米大型ハイテク株とは一線を画するアジア株式、相関係数の低下と「成長+配当」の魅力で分散投資の候補に
ところが、今回の決算発表は、市場の予想を上回る決算の見通しを示したにもかかわらず株価は下落するという反応になった。もちろん、一時的な株価下落で、今後、株価が再び最高値を更新する動きになるかもしれない。ただ、今回の決算発表を「材料出尽くし」ととらえて、利益確定の売りを急ぐ投資家が少なくなかったことが株価の下落には表れている。「時代の象徴」ともいえるエヌビディアですら、「市場の期待を超える業績をあげ続けるのは難しいのではないか(市場の期待は過大なのではないか)」と警戒されるような株価水準にあるということだろう。今年6月ごろから、米国株式市場では、企業の決算発表への株価の反応として「好決算にはさほど大きく反応しないものの、期待を下回る決算には株価が急落する」という悪材料に敏感な反応が目立つようになっている。
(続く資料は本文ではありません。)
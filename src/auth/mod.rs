//! API-key authentication and per-key rate limiting.
//!
//! Keys are never stored in plaintext: [`hash_key`] produces the SHA-256 hex digest
//! that [`keys::KeyStore`] looks up. Quota decisions live in [`rate_limit`].

pub mod keys;
pub mod rate_limit;

use sha2::{Digest, Sha256};

/// Prefix on every generated key, to make leaked keys greppable.
pub const KEY_PREFIX: &str = "mv_";

/// One-way hash of a presented API key.
pub fn hash_key(key: &str) -> String {
    hex::encode(Sha256::digest(key.as_bytes()))
}

/// Generate a fresh plaintext key: the prefix plus 64 hex characters.
pub fn generate_key() -> String {
    let a = uuid::Uuid::new_v4();
    let b = uuid::Uuid::new_v4();
    format!("{KEY_PREFIX}{}{}", a.simple(), b.simple())
}
pub mod chat;
pub mod consolidate;
pub mod doctor;
pub mod keys;
pub mod reindex;
pub mod stats;
pub mod consolidate;
pub mod search;
pub mod service;
pub mod stats;
pub mod store;
pub mod types;

use rusqlite::Row;

use types::{Memory, MemoryType};

/// Column list matching [`memory_from_row`].
pub(crate) const MEMORY_COLUMNS: &str =
    "m.id, m.content, m.type, m.importance, m.activation, m.created_at, m.last_accessed, m.metadata";

/// Current time in the fixed-width RFC 3339 form used for every stored timestamp,
/// so `MIN`/`MAX` over the text column order chronologically.
pub fn now_timestamp() -> String {
    chrono::Utc::now().to_rfc3339_opts(chrono::SecondsFormat::Micros, true)
}

/// Map a row selected with [`MEMORY_COLUMNS`] into a [`Memory`].
pub(crate) fn memory_from_row(row: &Row<'_>) -> rusqlite::Result<Memory> {
    let type_str: String = row.get(2)?;
    let memory_type: MemoryType = type_str.parse().map_err(|e: String| {
        rusqlite::Error::FromSqlConversionFailure(2, rusqlite::types::Type::Text, e.into())
    })?;
    let metadata_str: Option<String> = row.get(7)?;
    Ok(Memory {
        id: row.get(0)?,
        content: row.get(1)?,
        memory_type,
        importance: row.get(3)?,
        activation: row.get(4)?,
        created_at: row.get(5)?,
        last_accessed: row.get(6)?,
        metadata: metadata_str.and_then(|s| serde_json::from_str(&s).ok()),
    })
}
//! Error taxonomy for the HTTP boundary and its JSON rendering.
//!
//! Every failure becomes `{error, code, details?}` with a stable `code`. Internal
//! errors are logged in full and reported to the client generically.

use axum::extract::rejection::JsonRejection;
use axum::http::{HeaderName, HeaderValue, StatusCode};
use axum::response::{IntoResponse, Response};
use axum::Json;
use serde::Serialize;

use crate::auth::rate_limit::WINDOW_SECS;

pub const HEADER_RATE_LIMIT_REMAINING: HeaderName = HeaderName::from_static("x-ratelimit-remaining");
pub const HEADER_RATE_LIMIT_RESET: HeaderName = HeaderName::from_static("x-ratelimit-reset");

#[derive(Debug, thiserror::Error)]
pub enum ApiError {
    #[error("{message}")]
    Validation {
        message: String,
        details: Option<serde_json::Value>,
    },
    #[error("{0}")]
    InvalidJson(String),
    #[error("{0}")]
    Unauthorized(&'static str),
    #[error("rate limit exceeded")]
    RateLimited { reset_at: i64 },
    #[error(transparent)]
    Internal(#[from] anyhow::Error),
}

#[derive(Debug, Serialize)]
struct ErrorBody {
    error: String,
    code: &'static str,
    #[serde(skip_serializing_if = "Option::is_none")]
    details: Option<serde_json::Value>,
}

impl ApiError {
    pub fn validation(message: impl Into<String>) -> Self {
        Self::Validation {
            message: message.into(),
            details: None,
        }
    }

    /// Validation failure naming the offending field.
    pub fn invalid_field(field: &str, message: impl Into<String>) -> Self {
        Self::Validation {
            message: message.into(),
            details: Some(serde_json::json!({ "field": field })),
        }
    }

    pub fn status(&self) -> StatusCode {
        match self {
            Self::Validation { .. } | Self::InvalidJson(_) => StatusCode::BAD_REQUEST,
            Self::Unauthorized(_) => StatusCode::UNAUTHORIZED,
            Self::RateLimited { .. } => StatusCode::TOO_MANY_REQUESTS,
            Self::Internal(_) => StatusCode::INTERNAL_SERVER_ERROR,
        }
    }

    pub fn code(&self) -> &'static str {
        match self {
            Self::Validation { .. } => "VALIDATION_ERROR",
            Self::InvalidJson(_) => "INVALID_JSON",
            Self::Unauthorized(_) => "UNAUTHORIZED",
            Self::RateLimited { .. } => "RATE_LIMITED",
            Self::Internal(_) => "INTERNAL_ERROR",
        }
    }
}

impl From<JsonRejection> for ApiError {
    fn from(rejection: JsonRejection) -> Self {
        match rejection {
            // Well-formed JSON with missing or mistyped fields.
            JsonRejection::JsonDataError(e) => Self::validation(e.body_text()),
            JsonRejection::MissingJsonContentType(_) => {
                Self::InvalidJson("expected Content-Type: application/json".into())
            }
            other => Self::InvalidJson(other.body_text()),
        }
    }
}

impl IntoResponse for ApiError {
    fn into_response(self) -> Response {
        let status = self.status();
        let code = self.code();
        let reset_at = match &self {
            Self::RateLimited { reset_at } => Some(*reset_at),
            _ => None,
        };

        let (error, details) = match self {
            Self::Validation { message, details } => (message, details),
            Self::Internal(e) => {
                tracing::error!(error = ?e, "internal error");
                ("internal server error".to_string(), None)
            }
            other => (other.to_string(), None),
        };

        let mut response = (status, Json(ErrorBody { error, code, details })).into_response();

        if let Some(reset_at) = reset_at {
            let headers = response.headers_mut();
            headers.insert(axum::http::header::RETRY_AFTER, HeaderValue::from(WINDOW_SECS));
            headers.insert(HEADER_RATE_LIMIT_REMAINING, HeaderValue::from(0u64));
            headers.insert(HEADER_RATE_LIMIT_RESET, HeaderValue::from(reset_at));
        }
        response
    }
}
米国株式以外に投資対象を求めると、市場の規模や流動性、過去のパフォーマンス実績などで比較して、代替となるような市場をみつけるのは難しい。また、米国株式に高値警戒感が根強いとはいえ、株価がこれ以上は値上がりしないというわけでは決してない。割高に値上がりした株価には、業績等が期待値に届くほどに拡大することを待って次のステージに進めるため、当面は株価の足踏み状態が続くかもしれないということだ。
米国株価が足踏みするのであれば、その間に値上がりが期待される市場があるのであれば、そちらに資金の一部を移すことでトータルとしてのリターンを向上させることに役立つ。8月29日にイーストスプリング・インベストメンツが発行した「アジア株式の30年:成長と投資機会の旅」というタイトルのレポートは、分散投資先の1つとして「アジア株式」があることを示している。レポートによると、「過去30年間でアジア株式に投資した資金は、その後平均で5倍以上のリターンを記録」、「配当収入はアジア株式のトータルリターン(配当を再投資したリターン)の大きな源泉であり、30年間のMSCI AC Asia ex Japan Indexのトータルリターンのうち60%以上を占める」という。